Stored items
__________

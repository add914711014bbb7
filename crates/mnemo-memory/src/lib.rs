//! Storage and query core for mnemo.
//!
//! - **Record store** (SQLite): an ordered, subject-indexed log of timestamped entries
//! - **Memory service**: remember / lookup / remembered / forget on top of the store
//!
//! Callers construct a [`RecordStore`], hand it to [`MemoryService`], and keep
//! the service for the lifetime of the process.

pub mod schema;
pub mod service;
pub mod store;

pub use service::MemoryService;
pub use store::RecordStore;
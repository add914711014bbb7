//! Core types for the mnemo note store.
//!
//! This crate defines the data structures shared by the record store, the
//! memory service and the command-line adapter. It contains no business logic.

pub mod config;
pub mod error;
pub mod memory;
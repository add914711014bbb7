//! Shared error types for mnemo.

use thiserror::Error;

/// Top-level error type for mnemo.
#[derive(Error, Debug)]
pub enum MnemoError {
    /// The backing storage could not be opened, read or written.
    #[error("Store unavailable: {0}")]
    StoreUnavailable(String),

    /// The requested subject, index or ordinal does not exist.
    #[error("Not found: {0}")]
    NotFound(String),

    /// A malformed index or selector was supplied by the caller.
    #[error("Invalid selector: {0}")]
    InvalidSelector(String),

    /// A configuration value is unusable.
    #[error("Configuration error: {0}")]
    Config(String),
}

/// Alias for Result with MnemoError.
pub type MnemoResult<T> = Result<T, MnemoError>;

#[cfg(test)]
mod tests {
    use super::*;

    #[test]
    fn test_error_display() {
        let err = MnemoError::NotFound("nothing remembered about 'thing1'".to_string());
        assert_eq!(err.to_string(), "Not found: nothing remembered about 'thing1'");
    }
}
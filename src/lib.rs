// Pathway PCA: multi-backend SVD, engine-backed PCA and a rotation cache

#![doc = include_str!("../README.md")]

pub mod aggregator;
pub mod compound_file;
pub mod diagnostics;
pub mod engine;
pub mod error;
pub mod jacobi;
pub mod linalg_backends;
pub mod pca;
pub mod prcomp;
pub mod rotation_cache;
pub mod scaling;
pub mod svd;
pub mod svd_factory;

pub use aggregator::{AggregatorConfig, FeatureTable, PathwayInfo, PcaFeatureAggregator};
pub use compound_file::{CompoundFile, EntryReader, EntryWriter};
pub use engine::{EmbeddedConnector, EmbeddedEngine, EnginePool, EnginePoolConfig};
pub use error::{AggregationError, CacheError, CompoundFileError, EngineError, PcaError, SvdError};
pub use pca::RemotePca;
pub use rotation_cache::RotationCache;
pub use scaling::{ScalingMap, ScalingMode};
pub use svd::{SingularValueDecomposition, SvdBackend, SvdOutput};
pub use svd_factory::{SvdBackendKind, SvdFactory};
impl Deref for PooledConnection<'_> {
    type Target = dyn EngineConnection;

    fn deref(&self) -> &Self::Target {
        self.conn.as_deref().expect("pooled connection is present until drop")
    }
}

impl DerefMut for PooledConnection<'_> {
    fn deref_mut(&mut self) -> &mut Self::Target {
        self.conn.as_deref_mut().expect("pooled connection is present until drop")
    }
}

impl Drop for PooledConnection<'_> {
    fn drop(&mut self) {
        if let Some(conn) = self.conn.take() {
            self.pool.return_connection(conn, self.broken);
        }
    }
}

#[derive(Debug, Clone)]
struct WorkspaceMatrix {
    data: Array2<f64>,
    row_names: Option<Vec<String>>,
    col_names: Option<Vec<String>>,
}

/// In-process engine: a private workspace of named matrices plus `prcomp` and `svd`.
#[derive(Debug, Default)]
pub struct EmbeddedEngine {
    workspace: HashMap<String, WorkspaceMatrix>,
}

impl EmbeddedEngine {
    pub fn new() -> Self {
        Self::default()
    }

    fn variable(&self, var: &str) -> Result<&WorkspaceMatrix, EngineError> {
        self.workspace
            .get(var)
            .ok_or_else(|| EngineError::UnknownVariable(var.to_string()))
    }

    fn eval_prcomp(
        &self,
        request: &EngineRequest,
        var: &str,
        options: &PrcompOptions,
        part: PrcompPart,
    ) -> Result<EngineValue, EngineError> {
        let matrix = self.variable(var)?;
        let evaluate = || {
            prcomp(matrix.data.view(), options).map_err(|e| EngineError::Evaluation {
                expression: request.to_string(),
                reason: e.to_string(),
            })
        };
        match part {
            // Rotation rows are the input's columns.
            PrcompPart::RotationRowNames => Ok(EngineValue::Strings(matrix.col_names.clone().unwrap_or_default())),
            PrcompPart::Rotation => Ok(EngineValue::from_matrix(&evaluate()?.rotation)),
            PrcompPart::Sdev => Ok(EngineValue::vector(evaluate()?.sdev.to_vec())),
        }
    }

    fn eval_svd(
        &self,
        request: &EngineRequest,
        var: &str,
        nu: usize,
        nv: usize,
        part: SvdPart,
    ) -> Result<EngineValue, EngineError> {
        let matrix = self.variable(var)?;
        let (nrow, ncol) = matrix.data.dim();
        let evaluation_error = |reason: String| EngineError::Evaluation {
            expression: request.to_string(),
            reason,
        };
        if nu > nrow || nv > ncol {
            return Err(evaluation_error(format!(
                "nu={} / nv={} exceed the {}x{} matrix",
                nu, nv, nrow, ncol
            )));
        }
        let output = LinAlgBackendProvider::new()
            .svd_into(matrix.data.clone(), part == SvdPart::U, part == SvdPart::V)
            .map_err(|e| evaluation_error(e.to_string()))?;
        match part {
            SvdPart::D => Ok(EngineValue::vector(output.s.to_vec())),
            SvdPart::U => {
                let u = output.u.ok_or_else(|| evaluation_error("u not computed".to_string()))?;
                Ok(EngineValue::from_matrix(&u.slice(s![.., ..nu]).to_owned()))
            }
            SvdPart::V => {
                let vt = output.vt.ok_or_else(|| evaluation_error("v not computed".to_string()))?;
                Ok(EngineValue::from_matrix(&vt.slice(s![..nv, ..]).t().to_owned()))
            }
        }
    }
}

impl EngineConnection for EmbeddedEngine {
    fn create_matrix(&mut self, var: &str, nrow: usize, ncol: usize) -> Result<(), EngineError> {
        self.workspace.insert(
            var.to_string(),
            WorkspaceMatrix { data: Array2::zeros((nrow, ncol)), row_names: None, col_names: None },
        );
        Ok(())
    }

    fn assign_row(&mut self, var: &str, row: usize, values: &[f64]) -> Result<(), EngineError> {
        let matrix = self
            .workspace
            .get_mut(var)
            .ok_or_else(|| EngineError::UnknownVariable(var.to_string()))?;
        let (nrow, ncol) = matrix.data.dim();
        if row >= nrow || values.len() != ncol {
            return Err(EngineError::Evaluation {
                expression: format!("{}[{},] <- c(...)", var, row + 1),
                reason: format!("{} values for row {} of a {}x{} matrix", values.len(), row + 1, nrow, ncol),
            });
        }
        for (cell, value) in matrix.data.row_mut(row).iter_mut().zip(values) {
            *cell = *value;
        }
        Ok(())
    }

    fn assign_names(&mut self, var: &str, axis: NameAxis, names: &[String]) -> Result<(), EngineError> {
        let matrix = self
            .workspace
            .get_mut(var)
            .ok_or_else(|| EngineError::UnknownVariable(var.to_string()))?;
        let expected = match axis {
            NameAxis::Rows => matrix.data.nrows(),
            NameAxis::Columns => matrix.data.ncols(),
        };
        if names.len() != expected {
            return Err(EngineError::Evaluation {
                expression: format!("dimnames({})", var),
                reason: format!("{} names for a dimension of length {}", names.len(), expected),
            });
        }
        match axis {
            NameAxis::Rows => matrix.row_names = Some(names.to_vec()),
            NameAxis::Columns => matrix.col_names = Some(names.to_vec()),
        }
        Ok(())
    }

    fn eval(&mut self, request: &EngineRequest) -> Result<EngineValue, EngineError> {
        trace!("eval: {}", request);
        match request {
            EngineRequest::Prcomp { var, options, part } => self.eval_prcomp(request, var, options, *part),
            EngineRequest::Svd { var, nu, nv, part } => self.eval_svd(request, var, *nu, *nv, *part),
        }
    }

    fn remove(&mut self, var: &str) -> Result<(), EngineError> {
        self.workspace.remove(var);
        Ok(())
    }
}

__________

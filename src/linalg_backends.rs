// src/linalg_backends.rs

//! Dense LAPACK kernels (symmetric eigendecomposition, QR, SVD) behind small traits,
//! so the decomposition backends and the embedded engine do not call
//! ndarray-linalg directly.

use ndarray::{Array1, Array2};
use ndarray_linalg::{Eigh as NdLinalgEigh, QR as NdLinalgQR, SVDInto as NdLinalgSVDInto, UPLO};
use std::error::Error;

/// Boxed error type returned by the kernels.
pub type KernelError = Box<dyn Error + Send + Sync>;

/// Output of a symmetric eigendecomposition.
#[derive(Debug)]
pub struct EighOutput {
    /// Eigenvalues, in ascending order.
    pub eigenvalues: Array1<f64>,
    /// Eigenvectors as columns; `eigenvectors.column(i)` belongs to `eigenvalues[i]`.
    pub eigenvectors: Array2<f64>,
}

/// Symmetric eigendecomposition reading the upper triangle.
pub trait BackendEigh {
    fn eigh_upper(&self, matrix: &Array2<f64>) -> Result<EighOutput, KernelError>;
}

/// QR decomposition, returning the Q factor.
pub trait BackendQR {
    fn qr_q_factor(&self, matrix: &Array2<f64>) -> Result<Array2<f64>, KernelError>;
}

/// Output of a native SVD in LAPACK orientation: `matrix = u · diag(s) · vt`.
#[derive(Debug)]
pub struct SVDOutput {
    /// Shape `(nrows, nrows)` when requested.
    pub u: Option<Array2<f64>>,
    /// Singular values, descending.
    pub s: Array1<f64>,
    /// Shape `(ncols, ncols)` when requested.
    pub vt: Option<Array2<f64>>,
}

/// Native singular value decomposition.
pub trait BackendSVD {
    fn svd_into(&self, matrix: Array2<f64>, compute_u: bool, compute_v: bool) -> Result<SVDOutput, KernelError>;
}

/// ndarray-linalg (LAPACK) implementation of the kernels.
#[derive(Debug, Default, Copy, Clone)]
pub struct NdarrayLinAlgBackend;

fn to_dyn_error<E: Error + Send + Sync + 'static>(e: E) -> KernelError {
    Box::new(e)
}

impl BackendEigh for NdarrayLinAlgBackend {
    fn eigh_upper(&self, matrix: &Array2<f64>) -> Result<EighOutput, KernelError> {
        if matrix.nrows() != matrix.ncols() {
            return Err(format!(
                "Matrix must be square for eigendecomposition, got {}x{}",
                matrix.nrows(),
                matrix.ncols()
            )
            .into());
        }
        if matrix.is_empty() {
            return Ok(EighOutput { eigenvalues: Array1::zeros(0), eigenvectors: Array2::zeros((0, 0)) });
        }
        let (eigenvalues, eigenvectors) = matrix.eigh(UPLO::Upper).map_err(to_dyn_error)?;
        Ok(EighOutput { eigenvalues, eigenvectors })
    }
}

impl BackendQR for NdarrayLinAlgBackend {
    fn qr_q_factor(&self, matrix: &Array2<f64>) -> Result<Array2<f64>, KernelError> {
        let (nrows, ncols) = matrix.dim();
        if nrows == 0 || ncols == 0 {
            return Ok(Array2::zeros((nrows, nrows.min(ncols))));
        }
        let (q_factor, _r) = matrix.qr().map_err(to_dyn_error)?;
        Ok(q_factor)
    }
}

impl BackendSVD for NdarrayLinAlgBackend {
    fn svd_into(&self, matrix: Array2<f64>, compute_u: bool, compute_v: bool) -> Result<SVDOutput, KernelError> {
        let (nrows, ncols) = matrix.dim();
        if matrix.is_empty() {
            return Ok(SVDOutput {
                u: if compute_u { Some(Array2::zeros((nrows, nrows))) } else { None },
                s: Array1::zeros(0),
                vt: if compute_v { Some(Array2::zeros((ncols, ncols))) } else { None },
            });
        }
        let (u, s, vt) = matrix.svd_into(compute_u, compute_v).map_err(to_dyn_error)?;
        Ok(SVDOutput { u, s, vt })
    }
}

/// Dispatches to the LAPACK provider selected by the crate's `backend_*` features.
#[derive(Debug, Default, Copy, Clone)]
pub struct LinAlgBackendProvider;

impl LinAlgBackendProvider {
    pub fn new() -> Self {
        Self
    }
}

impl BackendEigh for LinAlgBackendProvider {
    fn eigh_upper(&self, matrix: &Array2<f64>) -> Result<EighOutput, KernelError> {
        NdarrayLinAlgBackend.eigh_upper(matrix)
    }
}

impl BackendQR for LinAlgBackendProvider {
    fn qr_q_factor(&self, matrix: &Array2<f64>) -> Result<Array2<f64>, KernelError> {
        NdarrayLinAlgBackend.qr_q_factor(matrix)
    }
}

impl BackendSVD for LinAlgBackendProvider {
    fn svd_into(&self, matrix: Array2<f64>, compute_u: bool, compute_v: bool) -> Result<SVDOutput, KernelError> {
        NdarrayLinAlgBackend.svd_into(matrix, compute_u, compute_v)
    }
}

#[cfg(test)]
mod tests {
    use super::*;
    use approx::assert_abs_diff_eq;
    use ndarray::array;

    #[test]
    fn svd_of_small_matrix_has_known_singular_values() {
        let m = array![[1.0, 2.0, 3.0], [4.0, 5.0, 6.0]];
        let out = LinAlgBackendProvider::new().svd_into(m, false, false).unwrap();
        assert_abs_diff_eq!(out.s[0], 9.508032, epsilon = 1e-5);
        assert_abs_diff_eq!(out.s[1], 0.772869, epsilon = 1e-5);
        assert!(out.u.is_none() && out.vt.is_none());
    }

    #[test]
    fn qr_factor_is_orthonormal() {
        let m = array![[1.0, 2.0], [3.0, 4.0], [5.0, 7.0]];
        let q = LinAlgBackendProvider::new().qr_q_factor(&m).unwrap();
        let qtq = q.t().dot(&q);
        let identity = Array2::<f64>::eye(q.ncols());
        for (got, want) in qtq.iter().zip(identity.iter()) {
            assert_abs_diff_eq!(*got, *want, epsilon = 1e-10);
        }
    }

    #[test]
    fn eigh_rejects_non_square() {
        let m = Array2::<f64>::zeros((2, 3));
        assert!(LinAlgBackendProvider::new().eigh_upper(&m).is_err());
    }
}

__________

TASK DETAILS => Among the lines above, count those containing "nothing" and give only that count.

SOLUTION TO THE PROBLEM => 2